>>>
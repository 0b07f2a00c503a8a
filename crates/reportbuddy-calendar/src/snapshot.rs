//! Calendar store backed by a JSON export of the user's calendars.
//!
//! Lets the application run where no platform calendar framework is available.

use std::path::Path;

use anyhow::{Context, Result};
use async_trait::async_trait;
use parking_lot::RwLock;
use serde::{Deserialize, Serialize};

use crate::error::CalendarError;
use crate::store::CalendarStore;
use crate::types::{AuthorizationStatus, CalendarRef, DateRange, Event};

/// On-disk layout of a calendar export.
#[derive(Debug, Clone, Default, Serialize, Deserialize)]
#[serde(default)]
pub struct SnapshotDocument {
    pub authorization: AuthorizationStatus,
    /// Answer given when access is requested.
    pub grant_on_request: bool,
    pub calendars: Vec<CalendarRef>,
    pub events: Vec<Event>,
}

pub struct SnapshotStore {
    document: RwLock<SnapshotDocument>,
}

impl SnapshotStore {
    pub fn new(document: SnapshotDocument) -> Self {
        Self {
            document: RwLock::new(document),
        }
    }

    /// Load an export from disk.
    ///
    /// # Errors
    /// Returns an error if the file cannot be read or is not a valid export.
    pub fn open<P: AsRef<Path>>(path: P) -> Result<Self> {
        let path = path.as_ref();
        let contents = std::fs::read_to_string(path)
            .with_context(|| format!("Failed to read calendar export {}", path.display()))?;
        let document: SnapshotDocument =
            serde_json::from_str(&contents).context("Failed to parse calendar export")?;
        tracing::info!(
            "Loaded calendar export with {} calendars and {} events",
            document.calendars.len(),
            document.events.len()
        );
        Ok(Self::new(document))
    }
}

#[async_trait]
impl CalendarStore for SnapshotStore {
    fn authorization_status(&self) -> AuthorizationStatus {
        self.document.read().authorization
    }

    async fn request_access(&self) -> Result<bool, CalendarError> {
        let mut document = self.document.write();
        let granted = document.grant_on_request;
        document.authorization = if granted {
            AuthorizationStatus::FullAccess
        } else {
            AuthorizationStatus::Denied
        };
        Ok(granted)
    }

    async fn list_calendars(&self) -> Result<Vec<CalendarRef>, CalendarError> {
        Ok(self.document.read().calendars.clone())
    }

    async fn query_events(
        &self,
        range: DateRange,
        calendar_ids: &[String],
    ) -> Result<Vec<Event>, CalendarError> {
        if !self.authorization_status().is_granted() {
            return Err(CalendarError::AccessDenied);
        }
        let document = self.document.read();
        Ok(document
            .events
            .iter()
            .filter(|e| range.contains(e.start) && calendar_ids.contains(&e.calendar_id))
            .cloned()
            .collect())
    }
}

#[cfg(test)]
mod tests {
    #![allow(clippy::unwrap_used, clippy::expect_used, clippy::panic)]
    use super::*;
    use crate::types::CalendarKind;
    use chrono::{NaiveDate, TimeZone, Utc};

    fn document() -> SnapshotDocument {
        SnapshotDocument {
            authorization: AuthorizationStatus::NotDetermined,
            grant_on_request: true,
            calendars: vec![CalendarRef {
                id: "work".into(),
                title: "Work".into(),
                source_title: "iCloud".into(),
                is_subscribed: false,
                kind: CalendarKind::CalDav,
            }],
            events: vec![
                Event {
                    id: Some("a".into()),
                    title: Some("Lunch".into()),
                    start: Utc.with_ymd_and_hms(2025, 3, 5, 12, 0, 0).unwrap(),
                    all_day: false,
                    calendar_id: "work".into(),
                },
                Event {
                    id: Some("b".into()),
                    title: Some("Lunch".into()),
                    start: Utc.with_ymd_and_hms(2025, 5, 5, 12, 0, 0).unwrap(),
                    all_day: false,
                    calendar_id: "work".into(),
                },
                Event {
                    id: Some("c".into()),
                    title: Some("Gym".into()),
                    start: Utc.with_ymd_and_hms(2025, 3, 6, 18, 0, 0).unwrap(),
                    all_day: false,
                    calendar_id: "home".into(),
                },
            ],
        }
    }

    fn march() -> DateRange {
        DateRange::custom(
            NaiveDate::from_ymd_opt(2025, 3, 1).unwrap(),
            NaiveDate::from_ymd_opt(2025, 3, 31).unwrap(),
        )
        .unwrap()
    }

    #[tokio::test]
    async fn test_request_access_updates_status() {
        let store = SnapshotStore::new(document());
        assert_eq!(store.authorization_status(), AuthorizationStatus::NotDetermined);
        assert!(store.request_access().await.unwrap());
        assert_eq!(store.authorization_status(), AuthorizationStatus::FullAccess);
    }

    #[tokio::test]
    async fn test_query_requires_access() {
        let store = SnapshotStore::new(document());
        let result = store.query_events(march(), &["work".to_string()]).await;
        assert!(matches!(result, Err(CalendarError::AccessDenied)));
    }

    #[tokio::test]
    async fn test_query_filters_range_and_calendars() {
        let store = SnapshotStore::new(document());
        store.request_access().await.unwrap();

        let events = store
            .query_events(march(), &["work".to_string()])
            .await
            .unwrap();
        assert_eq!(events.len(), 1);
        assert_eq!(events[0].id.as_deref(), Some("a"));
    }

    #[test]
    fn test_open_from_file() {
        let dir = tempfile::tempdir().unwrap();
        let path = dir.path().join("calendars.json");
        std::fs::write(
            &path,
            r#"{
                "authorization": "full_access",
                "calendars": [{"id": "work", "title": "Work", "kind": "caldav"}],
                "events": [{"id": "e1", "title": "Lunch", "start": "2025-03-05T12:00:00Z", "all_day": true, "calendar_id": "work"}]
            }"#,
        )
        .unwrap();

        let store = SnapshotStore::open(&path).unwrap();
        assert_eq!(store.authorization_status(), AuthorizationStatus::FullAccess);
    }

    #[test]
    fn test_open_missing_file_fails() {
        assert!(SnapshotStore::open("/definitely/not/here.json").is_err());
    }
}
<<<
Quote every entry exactly.

§ Solution for this problem:
repository 0b07f2a00c503a8a
filename crates/reportbuddy-calendar/src/snapshot.rs
//! Calendar store backed by a JSON export of the user's calendars.
//!
//! Lets the application run where no platform calendar framework is available.

use std::path::Path;

use anyhow::{Context, Result};
use async_trait::async_trait;
use parking_lot::RwLock;
use serde::{Deserialize, Serialize};

use crate::error::CalendarError;
use crate::store::CalendarStore;
use crate::types::{AuthorizationStatus, CalendarRef, DateRange, Event};

/// On-disk layout of a calendar export.
#[derive(Debug, Clone, Default, Serialize, Deserialize)]
#[serde(default)]
pub struct SnapshotDocument {
    pub authorization: AuthorizationStatus,
    /// Answer given when access is requested.
    pub grant_on_request: bool,
    pub calendars: Vec<CalendarRef>,
    pub events: Vec<Event>,
}

pub struct SnapshotStore {
    document: RwLock<SnapshotDocument>,
}

impl SnapshotStore {
    pub fn new(document: SnapshotDocument) -> Self {
        Self {
            document: RwLock::new(document),
        }
    }

    /// Load an export from disk.
    ///
    /// # Errors
    /// Returns an error if the file cannot be read or is not a valid export.
    pub fn open<P: AsRef<Path>>(path: P) -> Result<Self> {
        let path = path.as_ref();
        let contents = std::fs::read_to_string(path)
            .with_context(|| format!("Failed to read calendar export {}", path.display()))?;
        let document: SnapshotDocument =
            serde_json::from_str(&contents).context("Failed to parse calendar export")?;
        tracing::info!(
            "Loaded calendar export with {} calendars and {} events",
            document.calendars.len(),
            document.events.len()
        );
        Ok(Self::new(document))
    }
}

#[async_trait]
impl CalendarStore for SnapshotStore {
    fn authorization_status(&self) -> AuthorizationStatus {
        self.document.read().authorization
    }

    async fn request_access(&self) -> Result<bool, CalendarError> {
        let mut document = self.document.write();
        let granted = document.grant_on_request;
        document.authorization = if granted {
            AuthorizationStatus::FullAccess
        } else {
            AuthorizationStatus::Denied
        };
        Ok(granted)
    }

    async fn list_calendars(&self) -> Result<Vec<CalendarRef>, CalendarError> {
        Ok(self.document.read().calendars.clone())
    }

    async fn query_events(
        &self,
        range: DateRange,
        calendar_ids: &[String],
    ) -> Result<Vec<Event>, CalendarError> {
        if !self.authorization_status().is_granted() {
            return Err(CalendarError::AccessDenied);
        }
        let document = self.document.read();
        Ok(document
            .events
            .iter()
            .filter(|e| range.contains(e.start) && calendar_ids.contains(&e.calendar_id))
            .cloned()
            .collect())
    }
}

#[cfg(test)]
mod tests {
    #![allow(clippy::unwrap_used, clippy::expect_used, clippy::panic)]
    use super::*;
    use crate::types::CalendarKind;
    use chrono::{NaiveDate, TimeZone, Utc};

    fn document() -> SnapshotDocument {
        SnapshotDocument {
            authorization: AuthorizationStatus::NotDetermined,
            grant_on_request: true,
            calendars: vec![CalendarRef {
                id: "work".into(),
                title: "Work".into(),
                source_title: "iCloud".into(),
                is_subscribed: false,
                kind: CalendarKind::CalDav,
            }],
            events: vec![
                Event {
                    id: Some("a".into()),
                    title: Some("Lunch".into()),
                    start: Utc.with_ymd_and_hms(2025, 3, 5, 12, 0, 0).unwrap(),
                    all_day: false,
                    calendar_id: "work".into(),
                },
                Event {
                    id: Some("b".into()),
                    title: Some("Lunch".into()),
                    start: Utc.with_ymd_and_hms(2025, 5, 5, 12, 0, 0).unwrap(),
                    all_day: false,
                    calendar_id: "work".into(),
                },
                Event {
                    id: Some("c".into()),
                    title: Some("Gym".into()),
                    start: Utc.with_ymd_and_hms(2025, 3, 6, 18, 0, 0).unwrap(),
                    all_day: false,
                    calendar_id: "home".into(),
                },
            ],
        }
    }

    fn march() -> DateRange {
        DateRange::custom(
            NaiveDate::from_ymd_opt(2025, 3, 1).unwrap(),
            NaiveDate::from_ymd_opt(2025, 3, 31).unwrap(),
        )
        .unwrap()
    }

    #[tokio::test]
    async fn test_request_access_updates_status() {
        let store = SnapshotStore::new(document());
        assert_eq!(store.authorization_status(), AuthorizationStatus::NotDetermined);
        assert!(store.request_access().await.unwrap());
        assert_eq!(store.authorization_status(), AuthorizationStatus::FullAccess);
    }

    #[tokio::test]
    async fn test_query_requires_access() {
        let store = SnapshotStore::new(document());
        let result = store.query_events(march(), &["work".to_string()]).await;
        assert!(matches!(result, Err(CalendarError::AccessDenied)));
    }

    #[tokio::test]
    async fn test_query_filters_range_and_calendars() {
        let store = SnapshotStore::new(document());
        store.request_access().await.unwrap();

        let events = store
            .query_events(march(), &["work".to_string()])
            .await
            .unwrap();
        assert_eq!(events.len(), 1);
        assert_eq!(events[0].id.as_deref(), Some("a"));
    }

    #[test]
    fn test_open_from_file() {
        let dir = tempfile::tempdir().unwrap();
        let path = dir.path().join("calendars.json");
        std::fs::write(
            &path,
            r#"{
                "authorization": "full_access",
                "calendars": [{"id": "work", "title": "Work", "kind": "caldav"}],
                "events": [{"id": "e1", "title": "Lunch", "start": "2025-03-05T12:00:00Z", "all_day": true, "calendar_id": "work"}]
            }"#,
        )
        .unwrap();

        let store = SnapshotStore::open(&path).unwrap();
        assert_eq!(store.authorization_status(), AuthorizationStatus::FullAccess);
    }

    #[test]
    fn test_open_missing_file_fails() {
        assert!(SnapshotStore::open("/definitely/not/here.json").is_err());
    }
}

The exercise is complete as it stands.